WHAT YOU NEED TO DO:
Output every line of the data exactly as it appears.

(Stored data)
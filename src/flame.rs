//! Flame colour and flicker
//!
//! The flame is a red and a green LED channel mixed by PWM. Colours are given in percent of the
//! PWM period, so the same colour looks the same whatever period the timer runs at. Flicker
//! blanks the flame for single steps at random.

use crate::rand::Lcg;
use embedded_hal::pwm::SetDutyCycle;

/// Red/green mix of the flame, each channel in percent (0 to 100)
#[derive(Debug, Clone, Copy, PartialEq, Eq)]
#[cfg_attr(feature = "defmt", derive(defmt::Format))]
pub struct FlameColor {
    red: u8,
    green: u8,
}

impl FlameColor {
    /// Both channels dark
    pub const OFF: FlameColor = FlameColor { red: 0, green: 0 };
    /// Mostly red with a hint of green
    pub const CANDLE: FlameColor = FlameColor { red: 95, green: 5 };

    /// Create a colour. Percentages above 100 are clamped.
    pub const fn new(red: u8, green: u8) -> Self {
        FlameColor {
            red: if red > 100 { 100 } else { red },
            green: if green > 100 { 100 } else { green },
        }
    }

    /// Red duty in percent
    pub const fn red(&self) -> u8 {
        self.red
    }

    /// Green duty in percent
    pub const fn green(&self) -> u8 {
        self.green
    }

    /// Whether both channels are dark
    pub const fn is_off(&self) -> bool {
        self.red == 0 && self.green == 0
    }
}

/// The two PWM channels driving the flame
pub struct Flame<R, G> {
    red: R,
    green: G,
}

impl<R, G> Flame<R, G>
where
    R: SetDutyCycle,
    G: SetDutyCycle<Error = R::Error>,
{
    /// Take ownership of the red and green channels
    pub fn new(red: R, green: G) -> Self {
        Flame { red, green }
    }

    /// Drive both channels to the given colour
    pub fn show(&mut self, color: FlameColor) -> Result<(), R::Error> {
        self.red.set_duty_cycle_percent(color.red)?;
        self.green.set_duty_cycle_percent(color.green)?;
        Ok(())
    }

    /// Turn the flame off
    pub fn off(&mut self) -> Result<(), R::Error> {
        self.show(FlameColor::OFF)
    }

    /// Give the channels back
    pub fn free(self) -> (R, G) {
        (self.red, self.green)
    }
}

/// Flicker tuning. Increase `max_rand` and `on_factor` together to make the flame flicker less
/// often.
#[derive(Debug, Clone, Copy, PartialEq, Eq)]
#[cfg_attr(feature = "defmt", derive(defmt::Format))]
pub struct FlickerConfig {
    /// Colour shown while the flame is steady
    pub base: FlameColor,
    /// Each step draws a random number below this value
    pub max_rand: u16,
    /// Draws above this value blank the flame for one step
    pub on_factor: u16,
}

impl FlickerConfig {
    /// Creates a flicker configuration. A default is also available through `::default()`
    pub fn new(base: FlameColor, max_rand: u16, on_factor: u16) -> Self {
        FlickerConfig {
            base,
            max_rand,
            on_factor,
        }
    }
}

impl Default for FlickerConfig {
    fn default() -> Self {
        FlickerConfig::new(FlameColor::CANDLE, 20, 18)
    }
}

/// Produces the flame colour step by step
#[derive(Debug, Clone)]
pub struct Flicker {
    config: FlickerConfig,
}

impl Flicker {
    /// Create a flicker source
    pub fn new(config: FlickerConfig) -> Self {
        Flicker { config }
    }

    /// The active configuration
    pub fn config(&self) -> &FlickerConfig {
        &self.config
    }

    /// Colour for the next step
    pub fn next(&mut self, rng: &mut Lcg) -> FlameColor {
        if rng.below(self.config.max_rand) > self.config.on_factor {
            FlameColor::OFF
        } else {
            self.config.base
        }
    }
}

#[cfg(test)]
mod tests {
    use super::*;
    use core::convert::Infallible;
    use embedded_hal::pwm::ErrorType;

    struct Channel {
        max: u16,
        duty: u16,
    }

    impl ErrorType for Channel {
        type Error = Infallible;
    }

    impl SetDutyCycle for Channel {
        fn max_duty_cycle(&self) -> u16 {
            self.max
        }

        fn set_duty_cycle(&mut self, duty: u16) -> Result<(), Self::Error> {
            self.duty = duty;
            Ok(())
        }
    }

    fn flame() -> Flame<Channel, Channel> {
        Flame::new(
            Channel { max: 1000, duty: 1000 },
            Channel { max: 1000, duty: 1000 },
        )
    }

    #[test]
    fn percent_maps_onto_period() {
        let mut flame = flame();
        flame.show(FlameColor::CANDLE).unwrap();
        let (red, green) = flame.free();
        assert_eq!(red.duty, 950);
        assert_eq!(green.duty, 50);
    }

    #[test]
    fn off_darkens_both_channels() {
        let mut flame = flame();
        flame.off().unwrap();
        let (red, green) = flame.free();
        assert_eq!((red.duty, green.duty), (0, 0));
    }

    #[test]
    fn color_is_clamped() {
        let color = FlameColor::new(250, 101);
        assert_eq!((color.red(), color.green()), (100, 100));
        assert!(!color.is_off());
        assert!(FlameColor::OFF.is_off());
    }

    #[test]
    fn flicker_blanks_only_on_high_draws() {
        // Seed 1 draws 18, 18, 13, 15, 11, 7 modulo 20
        let mut rng = Lcg::new(1);
        let mut flicker = Flicker::new(FlickerConfig::default());
        for _ in 0..6 {
            assert_eq!(flicker.next(&mut rng), FlameColor::CANDLE);
        }

        // With on_factor 12 only the last two draws keep the flame lit
        let mut rng = Lcg::new(1);
        let mut flicker = Flicker::new(FlickerConfig::new(FlameColor::CANDLE, 20, 12));
        let steps: [bool; 6] = core::array::from_fn(|_| flicker.next(&mut rng).is_off());
        assert_eq!(steps, [true, true, true, true, false, false]);
    }
}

RESPONSE AREA:
filename src/flame.rs
//! Flame colour and flicker
//!
//! The flame is a red and a green LED channel mixed by PWM. Colours are given in percent of the
//! PWM period, so the same colour looks the same whatever period the timer runs at. Flicker
//! blanks the flame for single steps at random.

use crate::rand::Lcg;
use embedded_hal::pwm::SetDutyCycle;

/// Red/green mix of the flame, each channel in percent (0 to 100)
#[derive(Debug, Clone, Copy, PartialEq, Eq)]
#[cfg_attr(feature = "defmt", derive(defmt::Format))]
pub struct FlameColor {
    red: u8,
    green: u8,
}

impl FlameColor {
    /// Both channels dark
    pub const OFF: FlameColor = FlameColor { red: 0, green: 0 };
    /// Mostly red with a hint of green
    pub const CANDLE: FlameColor = FlameColor { red: 95, green: 5 };

    /// Create a colour. Percentages above 100 are clamped.
    pub const fn new(red: u8, green: u8) -> Self {
        FlameColor {
            red: if red > 100 { 100 } else { red },
            green: if green > 100 { 100 } else { green },
        }
    }

    /// Red duty in percent
    pub const fn red(&self) -> u8 {
        self.red
    }

    /// Green duty in percent
    pub const fn green(&self) -> u8 {
        self.green
    }

    /// Whether both channels are dark
    pub const fn is_off(&self) -> bool {
        self.red == 0 && self.green == 0
    }
}

/// The two PWM channels driving the flame
pub struct Flame<R, G> {
    red: R,
    green: G,
}

impl<R, G> Flame<R, G>
where
    R: SetDutyCycle,
    G: SetDutyCycle<Error = R::Error>,
{
    /// Take ownership of the red and green channels
    pub fn new(red: R, green: G) -> Self {
        Flame { red, green }
    }

    /// Drive both channels to the given colour
    pub fn show(&mut self, color: FlameColor) -> Result<(), R::Error> {
        self.red.set_duty_cycle_percent(color.red)?;
        self.green.set_duty_cycle_percent(color.green)?;
        Ok(())
    }

    /// Turn the flame off
    pub fn off(&mut self) -> Result<(), R::Error> {
        self.show(FlameColor::OFF)
    }

    /// Give the channels back
    pub fn free(self) -> (R, G) {
        (self.red, self.green)
    }
}

/// Flicker tuning. Increase `max_rand` and `on_factor` together to make the flame flicker less
/// often.
#[derive(Debug, Clone, Copy, PartialEq, Eq)]
#[cfg_attr(feature = "defmt", derive(defmt::Format))]
pub struct FlickerConfig {
    /// Colour shown while the flame is steady
    pub base: FlameColor,
    /// Each step draws a random number below this value
    pub max_rand: u16,
    /// Draws above this value blank the flame for one step
    pub on_factor: u16,
}

impl FlickerConfig {
    /// Creates a flicker configuration. A default is also available through `::default()`
    pub fn new(base: FlameColor, max_rand: u16, on_factor: u16) -> Self {
        FlickerConfig {
            base,
            max_rand,
            on_factor,
        }
    }
}

impl Default for FlickerConfig {
    fn default() -> Self {
        FlickerConfig::new(FlameColor::CANDLE, 20, 18)
    }
}

/// Produces the flame colour step by step
#[derive(Debug, Clone)]
pub struct Flicker {
    config: FlickerConfig,
}

impl Flicker {
    /// Create a flicker source
    pub fn new(config: FlickerConfig) -> Self {
        Flicker { config }
    }

    /// The active configuration
    pub fn config(&self) -> &FlickerConfig {
        &self.config
    }

    /// Colour for the next step
    pub fn next(&mut self, rng: &mut Lcg) -> FlameColor {
        if rng.below(self.config.max_rand) > self.config.on_factor {
            FlameColor::OFF
        } else {
            self.config.base
        }
    }
}

#[cfg(test)]
mod tests {
    use super::*;
    use core::convert::Infallible;
    use embedded_hal::pwm::ErrorType;

    struct Channel {
        max: u16,
        duty: u16,
    }

    impl ErrorType for Channel {
        type Error = Infallible;
    }

    impl SetDutyCycle for Channel {
        fn max_duty_cycle(&self) -> u16 {
            self.max
        }

        fn set_duty_cycle(&mut self, duty: u16) -> Result<(), Self::Error> {
            self.duty = duty;
            Ok(())
        }
    }

    fn flame() -> Flame<Channel, Channel> {
        Flame::new(
            Channel { max: 1000, duty: 1000 },
            Channel { max: 1000, duty: 1000 },
        )
    }

    #[test]
    fn percent_maps_onto_period() {
        let mut flame = flame();
        flame.show(FlameColor::CANDLE).unwrap();
        let (red, green) = flame.free();
        assert_eq!(red.duty, 950);
        assert_eq!(green.duty, 50);
    }

    #[test]
    fn off_darkens_both_channels() {
        let mut flame = flame();
        flame.off().unwrap();
        let (red, green) = flame.free();
        assert_eq!((red.duty, green.duty), (0, 0));
    }

    #[test]
    fn color_is_clamped() {
        let color = FlameColor::new(250, 101);
        assert_eq!((color.red(), color.green()), (100, 100));
        assert!(!color.is_off());
        assert!(FlameColor::OFF.is_off());
    }

    #[test]
    fn flicker_blanks_only_on_high_draws() {
        // Seed 1 draws 18, 18, 13, 15, 11, 7 modulo 20
        let mut rng = Lcg::new(1);
        let mut flicker = Flicker::new(FlickerConfig::default());
        for _ in 0..6 {
            assert_eq!(flicker.next(&mut rng), FlameColor::CANDLE);
        }

        // With on_factor 12 only the last two draws keep the flame lit
        let mut rng = Lcg::new(1);
        let mut flicker = Flicker::new(FlickerConfig::new(FlameColor::CANDLE, 20, 12));
        let steps: [bool; 6] = core::array::from_fn(|_| flicker.next(&mut rng).is_off());
        assert_eq!(steps, [true, true, true, true, false, false]);
    }
}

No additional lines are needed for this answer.